- _HOW TO COMPLETE THIS TASK_
Quote exactly the lines spanning from the top of the data below to the line that contains "pub fn exit_code(&self)", including both.

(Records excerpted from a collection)
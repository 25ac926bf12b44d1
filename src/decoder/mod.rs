//! Carriage-control decoder
//!
//! Turns raw printer records into the plain text stream the renderer
//! paginates. Based on the ASA carriage-control convention used by line
//! printers attached to mainframe operating systems.

mod directive;
mod page;

pub use directive::ControlDirective;
pub use page::{PageState, BANNER_PAGES};
//! Error types
//!
//! Only startup problems and renderer lifecycle failures surface here.
//! Stream read errors are absorbed by the poll loop and retried.

use std::io;
use std::path::PathBuf;

use thiserror::Error;

use crate::config::ConfigError;

/// Fatal spooler errors
#[derive(Debug, Error)]
pub enum Error {
    /// Rejected command line values
    #[error("Invalid configuration: {0}")]
    Config(#[from] ConfigError),

    /// Printer file could not be truncated or opened at startup
    #[error("Failed to open printer file {}: {source}", .path.display())]
    Stream {
        path: PathBuf,
        #[source]
        source: io::Error,
    },

    /// Pid file could not be written
    #[error("Failed to write pid file {}: {source}", .path.display())]
    PidFile {
        path: PathBuf,
        #[source]
        source: io::Error,
    },

    /// Termination handler could not be installed
    #[error("Failed to install termination handler: {0}")]
    Signal(#[source] nix::Error),

    /// Renderer process could not be started
    #[error("Failed to launch renderer {}: {source}", .program.display())]
    Spawn {
        program: PathBuf,
        #[source]
        source: io::Error,
    },

    /// Renderer exited with a non-zero status
    #[error("Renderer exited with status {code}")]
    RendererFailed { code: i32 },
}

impl Error {
    /// Process exit status for this error
    ///
    /// A failed renderer's own status is passed through; everything else
    /// exits with 1.
    pub fn exit_code(&self) -> u8 {
        match self {
            Self::RendererFailed { code } => u8::try_from(*code)
                .ok()
                .filter(|&code| code != 0)
                .unwrap_or(1),
            _ => 1,
        }
    }
}

/// Result type for spooler operations
pub type Result<T> = std::result::Result<T, Error>;
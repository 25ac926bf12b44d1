//! Carriage-Control Directives
//!
//! Line printers of the era took the first character of every record as a
//! carriage-control code telling the printer how far to advance the paper
//! before printing the rest of the record. The codes understood here are:
//!
//! | code  | directive           |
//! |-------|---------------------|
//! | space | single space        |
//! | `1`   | eject to new page   |
//! | `0`   | double space        |
//! | `C`   | advance to last line|
//! | `+`   | no advance          |
//!
//! Anything else marks a record that carries no printable text.

/// Paper movement requested by the first byte of a line
#[derive(Debug, Clone, Copy, PartialEq, Eq, Hash)]
pub enum ControlDirective {
    /// Normal single line advance (space)
    SingleSpace,
    /// Top of form (`1`)
    Eject,
    /// Double line advance (`0`)
    DoubleSpace,
    /// Pad to the bottom line of the current page (`C`)
    AdvanceToLastLine,
    /// Overprint the previous line (`+`)
    NoAdvance,
    /// Unrecognized code, the whole line is dropped
    Ignore,
}

impl ControlDirective {
    /// The directive applied when a line has no explicit code
    pub const DEFAULT: Self = Self::SingleSpace;

    /// Decode a carriage-control byte
    pub fn from_byte(byte: u8) -> Self {
        match byte {
            b' ' => Self::SingleSpace,
            b'1' => Self::Eject,
            b'0' => Self::DoubleSpace,
            b'C' => Self::AdvanceToLastLine,
            b'+' => Self::NoAdvance,
            _ => Self::Ignore,
        }
    }

    /// Split a raw line into its directive and the printable remainder
    ///
    /// Returns `None` for an empty line.
    pub fn split(line: &[u8]) -> Option<(Self, &[u8])> {
        let (&code, text) = line.split_first()?;
        Some((Self::from_byte(code), text))
    }

    /// Whether the line's text is forwarded to the renderer
    pub fn is_printable(self) -> bool {
        self != Self::Ignore
    }
}

impl Default for ControlDirective {
    fn default() -> Self {
        Self::DEFAULT
    }
}
//! Renderer process management
//!
//! Spawns the renderer with a piped stdin and inherited stdout/stderr. The
//! launch and the wait for exit both run on a watcher thread, so the poll
//! loop never blocks on the process layer.

use std::io;
use std::os::unix::process::CommandExt;
use std::process::{Command, Stdio};
use std::thread;

use crossbeam_channel::Sender;
use nix::unistd::setsid;
use tracing::{debug, warn};

use super::{Invocation, Launcher, RendererEvent, RendererExit, RendererInput};

/// Launches renderers as detached operating system processes
#[derive(Debug, Default, Clone, Copy)]
pub struct ProcessLauncher;

impl ProcessLauncher {
    /// Create a launcher
    pub fn new() -> Self {
        Self
    }

    fn command(invocation: &Invocation) -> Command {
        let mut command = Command::new(&invocation.program);
        command
            .args(invocation.args())
            .stdin(Stdio::piped())
            .stdout(Stdio::inherit())
            .stderr(Stdio::inherit());

        // Own session: terminal signals aimed at the spooler must not take
        // a renderer down in the middle of a document.
        // SAFETY: the closure runs between fork and exec and only calls
        // setsid, which is async-signal-safe and allocates nothing.
        unsafe {
            command.pre_exec(|| setsid().map(drop).map_err(io::Error::from));
        }
        command
    }
}

impl Launcher for ProcessLauncher {
    fn launch(&mut self, invocation: &Invocation, events: Sender<RendererEvent>) {
        let command = Self::command(invocation);
        let fallback = events.clone();

        let spawned = thread::Builder::new()
            .name("renderer-watch".to_string())
            .spawn(move || watch(command, events));

        if let Err(err) = spawned {
            let _ = fallback.send(RendererEvent::SpawnFailed(err));
        }
    }
}

/// Launch the process, report readiness, then report its exit
fn watch(mut command: Command, events: Sender<RendererEvent>) {
    let mut child = match command.spawn() {
        Ok(child) => child,
        Err(err) => {
            let _ = events.send(RendererEvent::SpawnFailed(err));
            return;
        }
    };

    let pid = child.id();
    let Some(stdin) = child.stdin.take() else {
        let _ = events.send(RendererEvent::SpawnFailed(io::Error::new(
            io::ErrorKind::BrokenPipe,
            "renderer stdin was not captured",
        )));
        return;
    };
    let input = match RendererInput::spawn(stdin) {
        Ok(input) => input,
        Err(err) => {
            // Without a writer the job cannot be fed; stop the orphan
            let _ = child.kill();
            let _ = child.wait();
            let _ = events.send(RendererEvent::SpawnFailed(err));
            return;
        }
    };
    debug!(pid, "renderer spawned");

    let ready = RendererEvent::Ready { pid, input };
    if events.send(ready).is_err() {
        // Session gone; dropping the event closes the renderer's stdin
        return;
    }

    let exit = match child.wait() {
        Ok(status) => RendererExit::from(status),
        Err(err) => {
            warn!(pid, error = %err, "failed to wait for renderer");
            RendererExit { code: 1 }
        }
    };
    let _ = events.send(RendererEvent::Exited(exit));
}
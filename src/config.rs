//! Spooler configuration
//!
//! Everything comes from the command line. Validation runs before the
//! printer file is touched so a bad invocation never truncates it.

use std::ops::RangeInclusive;
use std::path::PathBuf;
use std::time::Duration;

use clap::Parser;
use thiserror::Error;

use crate::renderer::RendererCommand;

/// Accepted lines-per-page values
pub const LINES_PER_PAGE_RANGE: RangeInclusive<u32> = 40..=80;

/// Accepted poll periods in milliseconds
pub const POLL_INTERVAL_RANGE: RangeInclusive<u64> = 50..=5000;

/// Configuration problems detected at startup
#[derive(Debug, Error, PartialEq, Eq)]
pub enum ConfigError {
    /// Spool directory is missing or not a directory
    #[error("spool directory {} does not exist", .0.display())]
    MissingSpoolDir(PathBuf),

    /// Lines per page outside the accepted range
    #[error("lines per page must be between 40 and 80, got {0}")]
    LinesPerPage(u32),

    /// Poll period outside the accepted range
    #[error("poll interval must be between 50 and 5000 ms, got {0}")]
    PollInterval(u64),

    /// Empty renderer program path
    #[error("renderer program must not be empty")]
    EmptyRenderer,
}

/// Splits emulated line printer output into one rendered document per job
#[derive(Debug, Clone, Parser)]
#[command(name = "lpt-spool", version, about)]
#[command(after_help = "Example: lpt-spool -p LP5xx_C12_E5 -s spool -o \"-tof 3\"")]
pub struct Config {
    /// Printer file written by the emulator (truncated at startup)
    #[arg(short = 'p', long = "printer-file", value_name = "PATH")]
    pub printer_file: PathBuf,

    /// Directory receiving the rendered documents
    #[arg(short = 's', long = "spool-dir", value_name = "DIR")]
    pub spool_dir: PathBuf,

    /// Options passed to the renderer ahead of the output path
    #[arg(
        short = 'o',
        long = "renderer-options",
        value_name = "OPTS",
        allow_hyphen_values = true
    )]
    pub renderer_options: Option<String>,

    /// Lines per page, used to pad to the bottom of a page
    #[arg(short = 'l', long = "lines-per-page", value_name = "N", default_value_t = 60)]
    pub lines_per_page: u32,

    /// Renderer executable
    #[arg(short = 'r', long = "renderer", value_name = "PROGRAM", default_value = "lpt2pdf")]
    pub renderer: PathBuf,

    /// Extension of the rendered documents
    #[arg(short = 'e', long = "extension", value_name = "EXT", default_value = "pdf")]
    pub extension: String,

    /// Poll period for the printer file in milliseconds
    #[arg(short = 'i', long = "interval", value_name = "MS", default_value_t = 250)]
    pub poll_interval_ms: u64,

    /// File receiving the spooler's process id
    #[arg(long = "pid-file", value_name = "PATH", default_value = "pdf.pid")]
    pub pid_file: PathBuf,
}

impl Config {
    /// Check values clap cannot check on its own
    pub fn validate(&self) -> Result<(), ConfigError> {
        if !LINES_PER_PAGE_RANGE.contains(&self.lines_per_page) {
            return Err(ConfigError::LinesPerPage(self.lines_per_page));
        }
        if !POLL_INTERVAL_RANGE.contains(&self.poll_interval_ms) {
            return Err(ConfigError::PollInterval(self.poll_interval_ms));
        }
        if self.renderer.as_os_str().is_empty() {
            return Err(ConfigError::EmptyRenderer);
        }
        if !self.spool_dir.is_dir() {
            return Err(ConfigError::MissingSpoolDir(self.spool_dir.clone()));
        }
        Ok(())
    }

    /// Renderer options split on whitespace
    pub fn renderer_options(&self) -> Vec<String> {
        self.renderer_options
            .as_deref()
            .map(|opts| opts.split_whitespace().map(String::from).collect())
            .unwrap_or_default()
    }

    /// Poll period
    pub fn poll_interval(&self) -> Duration {
        Duration::from_millis(self.poll_interval_ms)
    }

    /// Renderer settings shared by every job
    pub fn renderer_command(&self) -> RendererCommand {
        RendererCommand {
            program: self.renderer.clone(),
            options: self.renderer_options(),
            spool_dir: self.spool_dir.clone(),
            extension: self.extension.clone(),
        }
    }
}

#[cfg(test)]
mod tests {
    use super::*;

    fn parse(args: &[&str]) -> Result<Config, clap::Error> {
        Config::try_parse_from(std::iter::once("lpt-spool").chain(args.iter().copied()))
    }

    #[test]
    fn test_defaults() {
        let config = parse(&["-p", "LP5xx_C12_E5", "-s", "spool"]).unwrap();
        assert_eq!(config.printer_file, PathBuf::from("LP5xx_C12_E5"));
        assert_eq!(config.spool_dir, PathBuf::from("spool"));
        assert_eq!(config.lines_per_page, 60);
        assert_eq!(config.renderer, PathBuf::from("lpt2pdf"));
        assert_eq!(config.extension, "pdf");
        assert_eq!(config.poll_interval(), Duration::from_millis(250));
        assert_eq!(config.pid_file, PathBuf::from("pdf.pid"));
        assert!(config.renderer_options().is_empty());
    }

    #[test]
    fn test_required_flags() {
        assert!(parse(&["-p", "printer"]).is_err());
        assert!(parse(&["-s", "spool"]).is_err());
    }

    #[test]
    fn test_hyphenated_renderer_options() {
        let config = parse(&["-p", "prt", "-s", "spool", "-o", "-tof 3  -lpi 8"]).unwrap();
        assert_eq!(config.renderer_options(), vec!["-tof", "3", "-lpi", "8"]);
    }

    #[test]
    fn test_validate_lines_per_page() {
        let dir = tempfile::tempdir().unwrap();
        let spool = dir.path().to_str().unwrap();

        assert!(parse(&["-p", "prt", "-s", spool, "-l", "40"]).unwrap().validate().is_ok());
        assert!(parse(&["-p", "prt", "-s", spool, "-l", "80"]).unwrap().validate().is_ok());
        assert_eq!(
            parse(&["-p", "prt", "-s", spool, "-l", "39"]).unwrap().validate(),
            Err(ConfigError::LinesPerPage(39))
        );
        assert_eq!(
            parse(&["-p", "prt", "-s", spool, "-l", "81"]).unwrap().validate(),
            Err(ConfigError::LinesPerPage(81))
        );
    }

    #[test]
    fn test_validate_spool_dir() {
        let dir = tempfile::tempdir().unwrap();
        let missing = dir.path().join("missing");
        let config = parse(&["-p", "prt", "-s", missing.to_str().unwrap()]).unwrap();
        assert_eq!(config.validate(), Err(ConfigError::MissingSpoolDir(missing)));
    }

    #[test]
    fn test_validate_interval() {
        let dir = tempfile::tempdir().unwrap();
        let spool = dir.path().to_str().unwrap();
        let config = parse(&["-p", "prt", "-s", spool, "-i", "10"]).unwrap();
        assert_eq!(config.validate(), Err(ConfigError::PollInterval(10)));
    }

    #[test]
    fn test_renderer_command() {
        let config = parse(&["-p", "prt", "-s", "out", "-o", "-tof 3", "-e", "ps"]).unwrap();
        let command = config.renderer_command();
        assert_eq!(command.options, vec!["-tof", "3"]);
        assert_eq!(command.spool_dir, PathBuf::from("out"));
        assert_eq!(command.extension, "ps");
    }
}
//! Document renderer subprocess
//!
//! Each print job is streamed to its own renderer process, which reads the
//! decoded text on stdin until it is closed and then writes the finished
//! document. Process creation sits behind [`Launcher`]; lifecycle
//! notifications come back as [`RendererEvent`]s over a channel and are
//! applied to the [`RendererSession`] state machine by the poll loop.

mod artifact;
mod input;
mod process;
mod session;

use std::ffi::OsString;
use std::fmt;
use std::io;
use std::path::PathBuf;

use chrono::NaiveDateTime;
use crossbeam_channel::Sender;

pub use artifact::{artifact_file_name, artifact_path};
pub use input::{RendererInput, INPUT_QUEUE};
pub use process::ProcessLauncher;
pub use session::RendererSession;

/// Lifecycle of the renderer process for the current job
#[derive(Debug, Clone, Copy, Default, PartialEq, Eq)]
pub enum RendererState {
    /// No renderer process
    #[default]
    Stopped,
    /// Launch requested, waiting for confirmation
    Starting,
    /// Accepting decoded text
    Running,
    /// Input closed, waiting for the process to exit
    Stopping,
}

impl RendererState {
    /// Whether the poll loop may read the stream in this state
    pub fn accepts_work(self) -> bool {
        matches!(self, Self::Stopped | Self::Running)
    }
}

/// How a renderer process ended
#[derive(Debug, Clone, Copy, PartialEq, Eq)]
pub struct RendererExit {
    /// Exit status, or 128 + signal number when killed by a signal
    pub code: i32,
}

impl RendererExit {
    /// Whether the renderer finished its document
    pub fn success(self) -> bool {
        self.code == 0
    }
}

impl From<std::process::ExitStatus> for RendererExit {
    fn from(status: std::process::ExitStatus) -> Self {
        use std::os::unix::process::ExitStatusExt;

        let code = match (status.code(), status.signal()) {
            (Some(code), _) => code,
            (None, Some(signal)) => 128 + signal,
            (None, None) => 1,
        };
        Self { code }
    }
}

/// Notification from the process layer
pub enum RendererEvent {
    /// The process was launched and its input is ready
    Ready { pid: u32, input: RendererInput },
    /// The process could not be launched
    SpawnFailed(io::Error),
    /// The process terminated
    Exited(RendererExit),
}

impl fmt::Debug for RendererEvent {
    fn fmt(&self, f: &mut fmt::Formatter<'_>) -> fmt::Result {
        match self {
            Self::Ready { pid, .. } => f.debug_struct("Ready").field("pid", pid).finish(),
            Self::SpawnFailed(err) => f.debug_tuple("SpawnFailed").field(err).finish(),
            Self::Exited(exit) => f.debug_tuple("Exited").field(exit).finish(),
        }
    }
}

/// Fully resolved command line for one job
#[derive(Debug, Clone, PartialEq, Eq)]
pub struct Invocation {
    /// Renderer executable
    pub program: PathBuf,
    /// Options forwarded ahead of the output path
    pub options: Vec<String>,
    /// Document the renderer writes
    pub output: PathBuf,
}

impl Invocation {
    /// Arguments passed to the program: options, `--`, output path
    pub fn args(&self) -> Vec<OsString> {
        let mut args: Vec<OsString> = self.options.iter().map(OsString::from).collect();
        args.push(OsString::from("--"));
        args.push(self.output.clone().into_os_string());
        args
    }
}

/// Renderer settings shared by every job
#[derive(Debug, Clone, PartialEq, Eq)]
pub struct RendererCommand {
    /// Renderer executable
    pub program: PathBuf,
    /// Options forwarded to every invocation
    pub options: Vec<String>,
    /// Directory receiving the documents
    pub spool_dir: PathBuf,
    /// Document file extension, without the dot
    pub extension: String,
}

impl RendererCommand {
    /// Build the invocation for a job started at `started`
    pub fn invocation(&self, started: NaiveDateTime) -> Invocation {
        Invocation {
            program: self.program.clone(),
            options: self.options.clone(),
            output: artifact_path(&self.spool_dir, &self.extension, started),
        }
    }
}

/// Creates renderer processes
///
/// Implementations report back exclusively through `events`: exactly one
/// of `Ready` or `SpawnFailed`, and after `Ready`, exactly one `Exited`.
pub trait Launcher {
    /// Start a renderer for `invocation`
    fn launch(&mut self, invocation: &Invocation, events: Sender<RendererEvent>);
}

#[cfg(test)]
mod tests {
    use super::*;

    #[test]
    fn test_accepts_work() {
        assert!(RendererState::Stopped.accepts_work());
        assert!(RendererState::Running.accepts_work());
        assert!(!RendererState::Starting.accepts_work());
        assert!(!RendererState::Stopping.accepts_work());
    }

    #[test]
    fn test_invocation_args() {
        let invocation = Invocation {
            program: PathBuf::from("lpt2pdf"),
            options: vec!["-tof".to_string(), "3".to_string()],
            output: PathBuf::from("/spool/print_2024_01_02_03_04_05.pdf"),
        };
        let args: Vec<String> = invocation
            .args()
            .into_iter()
            .map(|arg| arg.into_string().unwrap())
            .collect();
        assert_eq!(
            args,
            vec!["-tof", "3", "--", "/spool/print_2024_01_02_03_04_05.pdf"]
        );
    }

    #[test]
    fn test_invocation_without_options() {
        let invocation = Invocation {
            program: PathBuf::from("lpt2pdf"),
            options: Vec::new(),
            output: PathBuf::from("out.pdf"),
        };
        assert_eq!(invocation.args(), vec![OsString::from("--"), OsString::from("out.pdf")]);
    }

    #[test]
    fn test_exit_from_status() {
        use std::os::unix::process::ExitStatusExt;

        let ok = RendererExit::from(std::process::ExitStatus::from_raw(0));
        assert!(ok.success());

        let failed = RendererExit::from(std::process::ExitStatus::from_raw(3 << 8));
        assert_eq!(failed.code, 3);

        // Raw wait status 9 is termination by SIGKILL
        let killed = RendererExit::from(std::process::ExitStatus::from_raw(9));
        assert_eq!(killed.code, 137);
        assert!(!killed.success());
    }
}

- _SOLUTION FOR THIS TASK_
repository 25ac926bf12b44d1
filename src/decoder/mod.rs
//! Carriage-control decoder
//!
//! Turns raw printer records into the plain text stream the renderer
//! paginates. Based on the ASA carriage-control convention used by line
//! printers attached to mainframe operating systems.

mod directive;
mod page;

pub use directive::ControlDirective;
pub use page::{PageState, BANNER_PAGES};
//! Error types
//!
//! Only startup problems and renderer lifecycle failures surface here.
//! Stream read errors are absorbed by the poll loop and retried.

use std::io;
use std::path::PathBuf;

use thiserror::Error;

use crate::config::ConfigError;

/// Fatal spooler errors
#[derive(Debug, Error)]
pub enum Error {
    /// Rejected command line values
    #[error("Invalid configuration: {0}")]
    Config(#[from] ConfigError),

    /// Printer file could not be truncated or opened at startup
    #[error("Failed to open printer file {}: {source}", .path.display())]
    Stream {
        path: PathBuf,
        #[source]
        source: io::Error,
    },

    /// Pid file could not be written
    #[error("Failed to write pid file {}: {source}", .path.display())]
    PidFile {
        path: PathBuf,
        #[source]
        source: io::Error,
    },

    /// Termination handler could not be installed
    #[error("Failed to install termination handler: {0}")]
    Signal(#[source] nix::Error),

    /// Renderer process could not be started
    #[error("Failed to launch renderer {}: {source}", .program.display())]
    Spawn {
        program: PathBuf,
        #[source]
        source: io::Error,
    },

    /// Renderer exited with a non-zero status
    #[error("Renderer exited with status {code}")]
    RendererFailed { code: i32 },
}

impl Error {
    /// Process exit status for this error
    ///
    /// A failed renderer's own status is passed through; everything else
    /// exits with 1.
    pub fn exit_code(&self) -> u8 {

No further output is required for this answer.